##### MATERIAL SHOWN #####

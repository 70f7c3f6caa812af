use clap::Parser;
use tracing_subscriber::EnvFilter;

use taxon_solver::cli::{self, Cli, Commands};
use taxon_solver::web;

fn main() -> anyhow::Result<()> {
    let cli = Cli::parse();

    // Initialize logging based on verbosity flag
    let filter = if cli.verbose {
        EnvFilter::new("taxon_solver=debug,info")
    } else {
        EnvFilter::new("taxon_solver=warn")
    };

    tracing_subscriber::fmt()
        .with_env_filter(filter)
        .with_target(false)
        .without_time()
        .with_writer(std::io::stderr)
        .init();

    let config = cli.resolver_config()?;

    match cli.command {
        Commands::Search(args) => {
            cli::search::run(args, cli.format, &config)?;
        }
        Commands::Bulk(args) => {
            cli::bulk::run(args, cli.format, &config)?;
        }
        Commands::Taxonomy(args) => {
            cli::taxonomy::run(args, cli.format, &config)?;
        }
        Commands::Serve(args) => {
            web::server::run(args, &config)?;
        }
    }

    Ok(())
}
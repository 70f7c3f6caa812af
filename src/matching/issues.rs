//! Classification of classifier diagnostics into the public issue vocabulary.
//!
//! Internal issue codes map to at most one public issue string; codes with no
//! public counterpart are dropped. Match evidence maps to a [`MatchType`]
//! label, the least certain label winning when several apply.

use std::collections::BTreeSet;

use crate::core::types::MatchType;
use crate::matching::classifier::{InternalIssue, MatchEvidence};

pub const NO_ISSUE: &str = "noIssue";
pub const NO_MATCH: &str = "noMatch";
pub const HOMONYM: &str = "homonym";
pub const HINT_MISMATCH: &str = "hintMismatch";
pub const MISAPPLIED_NAME: &str = "misappliedName";
pub const INVALID_LOCATION: &str = "invalidLocation";
pub const EXCLUDED: &str = "excluded";
pub const INDETERMINATE_SPECIES: &str = "indeterminateSpecies";
pub const AFFINITY_SPECIES: &str = "affinitySpecies";
pub const CONFER_SPECIES: &str = "conferSpecies";
pub const QUESTION_SPECIES: &str = "questionSpecies";
pub const PARENT_CHILD_SYNONYM: &str = "parentChildSynonym";
pub const GENERIC_ERROR: &str = "genericError";

/// Public issue for an internal code, `None` for classifier chatter
#[must_use]
pub fn public_issue(issue: InternalIssue) -> Option<&'static str> {
    match issue {
        InternalIssue::Homonym | InternalIssue::UnresolvedHomonym => Some(HOMONYM),
        InternalIssue::MisappliedName => Some(MISAPPLIED_NAME),
        InternalIssue::ExcludedName => Some(EXCLUDED),
        InternalIssue::ParentChildSynonym => Some(PARENT_CHILD_SYNONYM),
        InternalIssue::IndeterminateSpecies => Some(INDETERMINATE_SPECIES),
        InternalIssue::AffinitySpecies => Some(AFFINITY_SPECIES),
        InternalIssue::ConferSpecies => Some(CONFER_SPECIES),
        InternalIssue::QuestionSpecies => Some(QUESTION_SPECIES),
        InternalIssue::RemovedAuthorship
        | InternalIssue::RemovedRankMarker
        | InternalIssue::RemovedQualifier
        | InternalIssue::ConflictingClassification => None,
    }
}

/// Map internal codes to sorted, de-duplicated public issues.
///
/// The result may be empty; callers substitute [`NO_ISSUE`] or [`NO_MATCH`].
#[must_use]
pub fn classify(issues: &BTreeSet<InternalIssue>) -> Vec<String> {
    let public: BTreeSet<&str> = issues.iter().filter_map(|&i| public_issue(i)).collect();
    public.into_iter().map(str::to_string).collect()
}

/// Sort and de-duplicate an issue list, substituting the sentinel when empty
#[must_use]
pub fn finalize(issues: Vec<String>, success: bool) -> Vec<String> {
    let mut issues: Vec<String> = issues
        .into_iter()
        .collect::<BTreeSet<_>>()
        .into_iter()
        .collect();
    if issues.is_empty() {
        issues.push(if success { NO_ISSUE } else { NO_MATCH }.to_string());
    }
    issues
}

/// Label for a single piece of evidence
#[must_use]
pub fn evidence_label(evidence: MatchEvidence) -> MatchType {
    match evidence {
        MatchEvidence::TaxonId => MatchType::TaxonId,
        MatchEvidence::Exact => MatchType::Exact,
        MatchEvidence::Canonical => MatchType::Canonical,
        MatchEvidence::Phrase => MatchType::Phrase,
        MatchEvidence::Fuzzy | MatchEvidence::SoundsLike => MatchType::Fuzzy,
        MatchEvidence::Vernacular => MatchType::Vernacular,
        MatchEvidence::HigherOrder | MatchEvidence::Recursive => MatchType::HigherOrder,
    }
}

/// The highest-precedence label among all evidence, `None` without evidence
#[must_use]
pub fn match_type(evidence: &BTreeSet<MatchEvidence>) -> Option<MatchType> {
    evidence.iter().map(|&e| evidence_label(e)).max()
}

#####

» **TASK GOAL**
Copy out the whole listing, word for word.

» **RESULT FOR THIS EXERCISE**
repository 70f7c3f6caa812af
use clap::Parser;
use tracing_subscriber::EnvFilter;

use taxon_solver::cli::{self, Cli, Commands};
use taxon_solver::web;

fn main() -> anyhow::Result<()> {
    let cli = Cli::parse();

    // Initialize logging based on verbosity flag
    let filter = if cli.verbose {
        EnvFilter::new("taxon_solver=debug,info")
    } else {
        EnvFilter::new("taxon_solver=warn")
    };

    tracing_subscriber::fmt()
        .with_env_filter(filter)
        .with_target(false)
        .without_time()
        .with_writer(std::io::stderr)
        .init();

    let config = cli.resolver_config()?;

    match cli.command {
        Commands::Search(args) => {
            cli::search::run(args, cli.format, &config)?;
        }
        Commands::Bulk(args) => {
            cli::bulk::run(args, cli.format, &config)?;
        }
        Commands::Taxonomy(args) => {
            cli::taxonomy::run(args, cli.format, &config)?;
        }
        Commands::Serve(args) => {
            web::server::run(args, &config)?;
        }
    }

    Ok(())
}
repository 70f7c3f6caa812af
filename src/matching/issues.rs
//! Classification of classifier diagnostics into the public issue vocabulary.
//!
//! Internal issue codes map to at most one public issue string; codes with no
//! public counterpart are dropped. Match evidence maps to a [`MatchType`]
//! label, the least certain label winning when several apply.

use std::collections::BTreeSet;

use crate::core::types::MatchType;
use crate::matching::classifier::{InternalIssue, MatchEvidence};

pub const NO_ISSUE: &str = "noIssue";
pub const NO_MATCH: &str = "noMatch";
pub const HOMONYM: &str = "homonym";
pub const HINT_MISMATCH: &str = "hintMismatch";
pub const MISAPPLIED_NAME: &str = "misappliedName";
pub const INVALID_LOCATION: &str = "invalidLocation";
pub const EXCLUDED: &str = "excluded";
pub const INDETERMINATE_SPECIES: &str = "indeterminateSpecies";
pub const AFFINITY_SPECIES: &str = "affinitySpecies";
pub const CONFER_SPECIES: &str = "conferSpecies";
pub const QUESTION_SPECIES: &str = "questionSpecies";
pub const PARENT_CHILD_SYNONYM: &str = "parentChildSynonym";
pub const GENERIC_ERROR: &str = "genericError";

/// Public issue for an internal code, `None` for classifier chatter
#[must_use]
pub fn public_issue(issue: InternalIssue) -> Option<&'static str> {
    match issue {
        InternalIssue::Homonym | InternalIssue::UnresolvedHomonym => Some(HOMONYM),
        InternalIssue::MisappliedName => Some(MISAPPLIED_NAME),
        InternalIssue::ExcludedName => Some(EXCLUDED),
        InternalIssue::ParentChildSynonym => Some(PARENT_CHILD_SYNONYM),
        InternalIssue::IndeterminateSpecies => Some(INDETERMINATE_SPECIES),
        InternalIssue::AffinitySpecies => Some(AFFINITY_SPECIES),
        InternalIssue::ConferSpecies => Some(CONFER_SPECIES),
        InternalIssue::QuestionSpecies => Some(QUESTION_SPECIES),
        InternalIssue::RemovedAuthorship
        | InternalIssue::RemovedRankMarker
        | InternalIssue::RemovedQualifier
        | InternalIssue::ConflictingClassification => None,
    }
}

/// Map internal codes to sorted, de-duplicated public issues.
///
/// The result may be empty; callers substitute [`NO_ISSUE`] or [`NO_MATCH`].
#[must_use]
pub fn classify(issues: &BTreeSet<InternalIssue>) -> Vec<String> {
    let public: BTreeSet<&str> = issues.iter().filter_map(|&i| public_issue(i)).collect();
    public.into_iter().map(str::to_string).collect()
}

/// Sort and de-duplicate an issue list, substituting the sentinel when empty
#[must_use]
pub fn finalize(issues: Vec<String>, success: bool) -> Vec<String> {
    let mut issues: Vec<String> = issues
        .into_iter()
        .collect::<BTreeSet<_>>()
        .into_iter()
        .collect();
    if issues.is_empty() {
        issues.push(if success { NO_ISSUE } else { NO_MATCH }.to_string());
    }
    issues
}

/// Label for a single piece of evidence
#[must_use]
pub fn evidence_label(evidence: MatchEvidence) -> MatchType {
    match evidence {
        MatchEvidence::TaxonId => MatchType::TaxonId,
        MatchEvidence::Exact => MatchType::Exact,
        MatchEvidence::Canonical => MatchType::Canonical,
        MatchEvidence::Phrase => MatchType::Phrase,
        MatchEvidence::Fuzzy | MatchEvidence::SoundsLike => MatchType::Fuzzy,
        MatchEvidence::Vernacular => MatchType::Vernacular,
        MatchEvidence::HigherOrder | MatchEvidence::Recursive => MatchType::HigherOrder,
    }
}

/// The highest-precedence label among all evidence, `None` without evidence
#[must_use]
pub fn match_type(evidence: &BTreeSet<MatchEvidence>) -> Option<MatchType> {
    evidence.iter().map(|&e| evidence_label(e)).max()
}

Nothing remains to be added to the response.